DATA EXTRACT:
^^^^^^^^^^^^^^^^

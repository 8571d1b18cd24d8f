//! Write-through caching proxy

use crate::cache::tee::TeeReader;
use crate::content::{BlobReader, Descriptor};
use crate::error::OrcaResult;
use crate::target::{
    Deleter, Mounter, PredecessorFinder, ReferenceFetcher, RepositoryLocation, Storage, Target,
};
use async_trait::async_trait;
use std::sync::Arc;
use tracing::trace;

/// A target whose reads are served from a cache when possible.
///
/// Cache misses stream from the origin while a background task writes
/// the same bytes into the cache. Writes, tags and resolution always go
/// to the origin.
pub struct CachedTarget {
    origin: Arc<dyn Target>,
    cache: Arc<dyn Storage>,
}

impl CachedTarget {
    pub fn new(origin: Arc<dyn Target>, cache: Arc<dyn Storage>) -> Self {
        Self { origin, cache }
    }

    pub fn origin(&self) -> &Arc<dyn Target> {
        &self.origin
    }

    fn tee(&self, origin: BlobReader, desc: &Descriptor) -> BlobReader {
        Box::pin(TeeReader::spawn(origin, desc, Arc::clone(&self.cache)))
    }

    async fn cached(&self, desc: &Descriptor) -> OrcaResult<Option<BlobReader>> {
        if !self.cache.exists(desc).await? {
            return Ok(None);
        }
        match self.cache.fetch(desc).await {
            Ok(reader) => {
                trace!(digest = %desc.digest, "Cache hit");
                Ok(Some(reader))
            }
            Err(e) if e.is_not_found() => Ok(None),
            Err(e) => Err(e),
        }
    }
}

#[async_trait]
impl Storage for CachedTarget {
    async fn exists(&self, desc: &Descriptor) -> OrcaResult<bool> {
        if self.cache.exists(desc).await? {
            return Ok(true);
        }
        self.origin.exists(desc).await
    }

    async fn fetch(&self, desc: &Descriptor) -> OrcaResult<BlobReader> {
        if let Some(reader) = self.cached(desc).await? {
            return Ok(reader);
        }
        trace!(digest = %desc.digest, "Cache miss");
        let origin = self.origin.fetch(desc).await?;
        Ok(self.tee(origin, desc))
    }

    async fn push(&self, desc: &Descriptor, content: BlobReader) -> OrcaResult<()> {
        self.origin.push(desc, content).await
    }
}

#[async_trait]
impl Target for CachedTarget {
    async fn resolve(&self, reference: &str) -> OrcaResult<Descriptor> {
        self.origin.resolve(reference).await
    }

    async fn tag(&self, desc: &Descriptor, reference: &str) -> OrcaResult<()> {
        self.origin.tag(desc, reference).await
    }

    fn name(&self) -> String {
        self.origin.name()
    }

    fn location(&self) -> Option<RepositoryLocation> {
        self.origin.location()
    }

    fn as_reference_fetcher(&self) -> Option<&dyn ReferenceFetcher> {
        Some(self)
    }

    fn as_mounter(&self) -> Option<&dyn Mounter> {
        self.origin.as_mounter()
    }

    fn as_predecessor_finder(&self) -> Option<&dyn PredecessorFinder> {
        self.origin.as_predecessor_finder()
    }

    fn as_deleter(&self) -> Option<&dyn Deleter> {
        self.origin.as_deleter()
    }
}

#[async_trait]
impl ReferenceFetcher for CachedTarget {
    /// Tags are mutable, so the reference is always resolved at the origin
    async fn fetch_reference(&self, reference: &str) -> OrcaResult<(Descriptor, BlobReader)> {
        if let Some(fetcher) = self.origin.as_reference_fetcher() {
            let (desc, origin) = fetcher.fetch_reference(reference).await?;
            if let Some(reader) = self.cached(&desc).await? {
                return Ok((desc, reader));
            }
            let reader = self.tee(origin, &desc);
            return Ok((desc, reader));
        }

        let desc = self.origin.resolve(reference).await?;
        let reader = self.fetch(&desc).await?;
        Ok((desc, reader))
    }
}

#[cfg(test)]
mod tests {
    use super::*;
    use crate::content::{bytes_reader, read_all};
    use crate::error::{from_io, OrcaError};
    use crate::target::MemoryStore;
    use bytes::Bytes;
    use tokio::io::AsyncReadExt;

    fn setup(content: &[u8]) -> (Arc<MemoryStore>, Arc<MemoryStore>, CachedTarget, Descriptor) {
        let origin = Arc::new(MemoryStore::new());
        let cache = Arc::new(MemoryStore::new());
        let desc = Descriptor::from_bytes("application/octet-stream", content);
        origin.put(&desc, Bytes::copy_from_slice(content)).unwrap();
        let proxy = CachedTarget::new(origin.clone(), cache.clone());
        (origin, cache, proxy, desc)
    }

    #[tokio::test]
    async fn second_fetch_is_served_from_cache() {
        let (origin, cache, proxy, desc) = setup(b"cached content");

        let first = read_all(proxy.fetch(&desc).await.unwrap(), &desc).await.unwrap();
        assert_eq!(&first[..], b"cached content");
        assert!(cache.exists(&desc).await.unwrap());
        assert_eq!(origin.fetch_count(), 1);

        // Poison the origin: the cached copy must be used
        origin.delete(&desc).await.unwrap();
        let second = read_all(proxy.fetch(&desc).await.unwrap(), &desc).await.unwrap();
        assert_eq!(first, second);
        assert_eq!(origin.fetch_count(), 1);
    }

    #[tokio::test]
    async fn exists_does_not_populate() {
        let (_origin, cache, proxy, desc) = setup(b"x");
        assert!(proxy.exists(&desc).await.unwrap());
        assert!(!cache.exists(&desc).await.unwrap());
    }

    #[tokio::test]
    async fn push_goes_to_origin_only() {
        let origin = Arc::new(MemoryStore::new());
        let cache = Arc::new(MemoryStore::new());
        let proxy = CachedTarget::new(origin.clone(), cache.clone());
        let desc = Descriptor::from_bytes("text/plain", b"new");

        proxy
            .push(&desc, bytes_reader(Bytes::from_static(b"new")))
            .await
            .unwrap();
        assert!(origin.exists(&desc).await.unwrap());
        assert!(!cache.exists(&desc).await.unwrap());
    }

    #[tokio::test]
    async fn fetch_reference_follows_moved_tag() {
        let (origin, _cache, proxy, old) = setup(b"old");
        origin.tag(&old, "latest").await.unwrap();
        let (desc, reader) = proxy.fetch_reference("latest").await.unwrap();
        read_all(reader, &desc).await.unwrap();

        let new = Descriptor::from_bytes("application/octet-stream", b"new");
        origin.put(&new, Bytes::from_static(b"new")).unwrap();
        origin.tag(&new, "latest").await.unwrap();

        let (desc, reader) = proxy.fetch_reference("latest").await.unwrap();
        assert_eq!(desc.digest, new.digest);
        assert_eq!(&read_all(reader, &desc).await.unwrap()[..], b"new");
    }

    #[tokio::test]
    async fn dropped_reader_leaves_no_cache_entry() {
        let content = vec![7u8; 64 * 1024];
        let (_origin, cache, proxy, desc) = setup(&content);

        let mut reader = proxy.fetch(&desc).await.unwrap();
        let mut head = [0u8; 10];
        reader.read_exact(&mut head).await.unwrap();
        drop(reader);

        for _ in 0..100 {
            tokio::task::yield_now().await;
        }
        assert!(!cache.exists(&desc).await.unwrap());
    }

    /// Cache that accepts the stream and then refuses to commit it
    struct FailingCache;

    #[async_trait]
    impl Storage for FailingCache {
        async fn exists(&self, _desc: &Descriptor) -> OrcaResult<bool> {
            Ok(false)
        }

        async fn fetch(&self, desc: &Descriptor) -> OrcaResult<BlobReader> {
            Err(OrcaError::not_found(&desc.digest))
        }

        async fn push(&self, desc: &Descriptor, content: BlobReader) -> OrcaResult<()> {
            read_all(content, desc).await?;
            Err(OrcaError::Internal("disk full".to_string()))
        }
    }

    #[tokio::test]
    async fn cache_failure_surfaces_at_end_of_stream() {
        let origin = Arc::new(MemoryStore::new());
        let desc = Descriptor::from_bytes("application/octet-stream", b"payload");
        origin.put(&desc, Bytes::from_static(b"payload")).unwrap();
        let proxy = CachedTarget::new(origin, Arc::new(FailingCache));

        let mut reader = proxy.fetch(&desc).await.unwrap();
        let mut delivered = Vec::new();
        let err = reader.read_to_end(&mut delivered).await.unwrap_err();

        assert_eq!(delivered, b"payload");
        let err = from_io("reading", err);
        assert!(matches!(err, OrcaError::CacheWrite { .. }));
    }
}
//! Extended copy: a graph copy plus everything that points at it

use crate::content::{Descriptor, Digest};
use crate::copy::graph::Walker;
use crate::copy::{CopyGraphOptions, CopyReport};
use crate::error::OrcaResult;
use crate::referrers::find_predecessors;
use crate::target::Target;
use futures_util::future::try_join_all;
use std::collections::HashSet;
use tracing::debug;

/// Options for [`extended_copy`]
#[derive(Debug, Clone, Default)]
pub struct ExtendedCopyOptions {
    pub graph: CopyGraphOptions,
    /// Maximum rounds of predecessor discovery; `None` runs to a fixed point
    pub depth: Option<usize>,
    /// Only follow predecessors of this artifact type
    pub artifact_type: Option<String>,
}

/// Copy `root`, then repeatedly discover and copy its predecessors at
/// the source until no new predecessor appears.
///
/// One visited map spans every round, so content shared between the
/// root and its referrers moves once.
pub async fn extended_copy(
    src: &dyn Target,
    dst: &dyn Target,
    root: &Descriptor,
    opts: &ExtendedCopyOptions,
) -> OrcaResult<CopyReport> {
    let walker = Walker::new(src, dst, &opts.graph);
    walker.copy(root.clone()).await?;

    let mut seen: HashSet<Digest> = HashSet::from([root.digest.clone()]);
    let mut frontier = vec![root.clone()];
    let mut round = 0;

    while !frontier.is_empty() && opts.depth.is_none_or(|depth| round < depth) {
        round += 1;
        let mut discovered = Vec::new();
        for node in &frontier {
            let predecessors = find_predecessors(
                walker.source(),
                node,
                opts.graph.referrers,
                opts.artifact_type.as_deref(),
            )
            .await?;
            for predecessor in predecessors {
                if seen.insert(predecessor.digest.clone()) {
                    discovered.push(predecessor);
                }
            }
        }

        debug!(round, discovered = discovered.len(), "Copying predecessors");
        try_join_all(discovered.iter().cloned().map(|p| walker.copy(p))).await?;
        frontier = discovered;
    }

    Ok(walker.finish(root))
}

^^^^^^^^^^^^^^^^

WHAT THE TASK REQUIRES:
Tally of lines with the word "root": work out how many lines in the records hold it, and give that number only.

ANSWER BOX:
7